Directions: Across the data below, state how many lines hold "impl", and reply with nothing but that number.

Dataset excerpts:

# # # # #

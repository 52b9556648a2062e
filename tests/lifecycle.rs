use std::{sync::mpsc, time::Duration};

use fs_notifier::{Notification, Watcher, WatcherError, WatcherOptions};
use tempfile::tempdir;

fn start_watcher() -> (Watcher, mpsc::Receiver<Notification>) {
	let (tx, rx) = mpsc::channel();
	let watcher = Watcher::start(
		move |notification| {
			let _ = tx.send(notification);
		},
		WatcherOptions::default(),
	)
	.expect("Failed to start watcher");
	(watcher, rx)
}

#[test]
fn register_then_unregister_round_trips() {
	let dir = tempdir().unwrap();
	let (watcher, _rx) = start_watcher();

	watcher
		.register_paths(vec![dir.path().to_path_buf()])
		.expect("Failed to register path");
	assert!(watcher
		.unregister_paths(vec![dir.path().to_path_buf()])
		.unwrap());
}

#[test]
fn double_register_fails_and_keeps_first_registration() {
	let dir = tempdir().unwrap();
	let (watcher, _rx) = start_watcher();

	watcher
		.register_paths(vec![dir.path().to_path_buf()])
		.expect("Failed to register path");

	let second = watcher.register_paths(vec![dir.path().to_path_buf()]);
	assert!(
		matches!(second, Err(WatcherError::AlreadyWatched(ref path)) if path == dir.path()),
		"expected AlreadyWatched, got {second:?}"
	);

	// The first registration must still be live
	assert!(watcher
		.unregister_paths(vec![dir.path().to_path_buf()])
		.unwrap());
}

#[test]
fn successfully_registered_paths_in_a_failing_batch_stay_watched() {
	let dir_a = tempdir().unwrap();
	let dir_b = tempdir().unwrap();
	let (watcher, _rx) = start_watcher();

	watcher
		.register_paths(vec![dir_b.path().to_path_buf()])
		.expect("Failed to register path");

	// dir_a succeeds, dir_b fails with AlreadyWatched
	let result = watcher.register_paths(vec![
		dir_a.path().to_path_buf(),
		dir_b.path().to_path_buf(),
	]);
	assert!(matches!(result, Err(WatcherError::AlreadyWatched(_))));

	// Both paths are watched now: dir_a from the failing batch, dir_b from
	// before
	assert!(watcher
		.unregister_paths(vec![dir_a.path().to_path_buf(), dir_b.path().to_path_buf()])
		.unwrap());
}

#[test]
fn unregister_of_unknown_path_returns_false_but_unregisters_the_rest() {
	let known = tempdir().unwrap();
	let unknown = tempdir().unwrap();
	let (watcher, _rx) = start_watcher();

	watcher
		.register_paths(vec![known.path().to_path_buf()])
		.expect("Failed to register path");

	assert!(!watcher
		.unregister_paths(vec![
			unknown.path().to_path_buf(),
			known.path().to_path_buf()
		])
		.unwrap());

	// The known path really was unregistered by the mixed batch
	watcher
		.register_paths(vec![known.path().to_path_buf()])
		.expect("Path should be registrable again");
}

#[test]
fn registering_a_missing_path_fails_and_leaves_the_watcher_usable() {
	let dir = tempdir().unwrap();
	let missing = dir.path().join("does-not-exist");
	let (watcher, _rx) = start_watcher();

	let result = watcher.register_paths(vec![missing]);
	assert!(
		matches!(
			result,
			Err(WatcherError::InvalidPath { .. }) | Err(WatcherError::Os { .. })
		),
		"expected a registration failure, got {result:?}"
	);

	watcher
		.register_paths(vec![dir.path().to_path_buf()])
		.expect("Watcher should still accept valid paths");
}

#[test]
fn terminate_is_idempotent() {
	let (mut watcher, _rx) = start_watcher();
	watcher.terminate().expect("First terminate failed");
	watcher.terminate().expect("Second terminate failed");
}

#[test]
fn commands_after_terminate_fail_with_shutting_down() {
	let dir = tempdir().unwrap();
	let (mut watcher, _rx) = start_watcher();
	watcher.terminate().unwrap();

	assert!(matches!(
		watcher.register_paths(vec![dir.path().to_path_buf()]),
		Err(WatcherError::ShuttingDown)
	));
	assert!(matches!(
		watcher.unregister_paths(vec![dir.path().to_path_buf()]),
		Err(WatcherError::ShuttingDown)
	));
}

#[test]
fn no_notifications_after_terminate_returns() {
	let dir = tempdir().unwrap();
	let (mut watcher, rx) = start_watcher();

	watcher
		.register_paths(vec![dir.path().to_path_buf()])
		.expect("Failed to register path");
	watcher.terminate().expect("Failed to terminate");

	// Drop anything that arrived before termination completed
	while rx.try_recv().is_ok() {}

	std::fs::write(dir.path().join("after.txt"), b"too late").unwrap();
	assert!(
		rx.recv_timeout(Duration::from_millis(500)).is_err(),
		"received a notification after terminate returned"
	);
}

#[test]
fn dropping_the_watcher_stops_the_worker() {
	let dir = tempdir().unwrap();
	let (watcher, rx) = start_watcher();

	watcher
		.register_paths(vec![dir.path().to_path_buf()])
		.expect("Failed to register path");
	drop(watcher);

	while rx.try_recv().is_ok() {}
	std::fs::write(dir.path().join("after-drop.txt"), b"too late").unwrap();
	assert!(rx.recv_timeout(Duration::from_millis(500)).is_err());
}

# # # # #

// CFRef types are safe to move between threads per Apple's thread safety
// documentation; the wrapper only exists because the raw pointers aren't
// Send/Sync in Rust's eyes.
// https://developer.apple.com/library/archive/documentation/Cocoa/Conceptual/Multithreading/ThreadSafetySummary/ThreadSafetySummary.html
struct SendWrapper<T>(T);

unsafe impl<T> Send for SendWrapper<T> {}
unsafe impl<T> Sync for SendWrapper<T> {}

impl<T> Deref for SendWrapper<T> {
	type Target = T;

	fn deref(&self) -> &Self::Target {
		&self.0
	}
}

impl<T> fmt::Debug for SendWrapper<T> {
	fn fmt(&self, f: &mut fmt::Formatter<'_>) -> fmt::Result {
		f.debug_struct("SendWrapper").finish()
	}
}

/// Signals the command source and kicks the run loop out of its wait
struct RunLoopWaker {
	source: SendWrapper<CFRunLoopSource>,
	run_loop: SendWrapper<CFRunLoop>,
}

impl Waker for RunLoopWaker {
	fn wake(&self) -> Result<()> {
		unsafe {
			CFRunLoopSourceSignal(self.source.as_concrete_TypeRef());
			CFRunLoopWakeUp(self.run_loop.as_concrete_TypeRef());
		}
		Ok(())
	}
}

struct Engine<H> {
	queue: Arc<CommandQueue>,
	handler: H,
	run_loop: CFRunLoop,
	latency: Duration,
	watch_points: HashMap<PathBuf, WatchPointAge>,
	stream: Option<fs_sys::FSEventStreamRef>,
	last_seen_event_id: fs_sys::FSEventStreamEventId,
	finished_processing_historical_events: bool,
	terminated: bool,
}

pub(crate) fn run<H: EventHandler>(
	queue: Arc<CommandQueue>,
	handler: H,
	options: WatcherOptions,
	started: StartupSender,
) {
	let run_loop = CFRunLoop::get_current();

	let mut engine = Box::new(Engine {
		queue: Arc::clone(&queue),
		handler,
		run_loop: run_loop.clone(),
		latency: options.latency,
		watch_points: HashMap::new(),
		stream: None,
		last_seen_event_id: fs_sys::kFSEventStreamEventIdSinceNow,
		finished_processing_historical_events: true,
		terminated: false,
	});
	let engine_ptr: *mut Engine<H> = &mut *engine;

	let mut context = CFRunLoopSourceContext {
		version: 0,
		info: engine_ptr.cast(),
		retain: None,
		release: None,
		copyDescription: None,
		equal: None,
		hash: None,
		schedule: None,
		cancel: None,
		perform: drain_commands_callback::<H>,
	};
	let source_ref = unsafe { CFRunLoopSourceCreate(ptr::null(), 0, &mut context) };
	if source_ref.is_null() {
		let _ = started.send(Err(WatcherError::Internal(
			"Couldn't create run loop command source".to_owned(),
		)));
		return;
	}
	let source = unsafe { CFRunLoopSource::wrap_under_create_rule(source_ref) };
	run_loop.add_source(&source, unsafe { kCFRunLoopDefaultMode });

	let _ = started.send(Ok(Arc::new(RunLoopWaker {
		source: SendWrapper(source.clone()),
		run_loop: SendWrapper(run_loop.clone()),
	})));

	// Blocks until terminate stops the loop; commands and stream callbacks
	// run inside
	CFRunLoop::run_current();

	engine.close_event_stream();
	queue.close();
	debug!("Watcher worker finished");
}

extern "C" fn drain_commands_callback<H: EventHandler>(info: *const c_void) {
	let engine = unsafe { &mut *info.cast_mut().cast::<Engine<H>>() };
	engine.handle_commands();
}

# # # # #

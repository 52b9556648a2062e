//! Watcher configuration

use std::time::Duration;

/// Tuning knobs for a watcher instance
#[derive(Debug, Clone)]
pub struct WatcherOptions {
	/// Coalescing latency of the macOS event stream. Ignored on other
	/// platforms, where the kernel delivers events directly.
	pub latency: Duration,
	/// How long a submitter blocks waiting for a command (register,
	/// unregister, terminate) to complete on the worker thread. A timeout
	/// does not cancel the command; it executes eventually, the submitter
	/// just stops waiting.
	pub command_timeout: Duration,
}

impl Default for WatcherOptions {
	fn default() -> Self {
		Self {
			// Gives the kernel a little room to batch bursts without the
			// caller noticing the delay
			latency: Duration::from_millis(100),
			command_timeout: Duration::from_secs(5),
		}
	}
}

# # # # #

Result: 6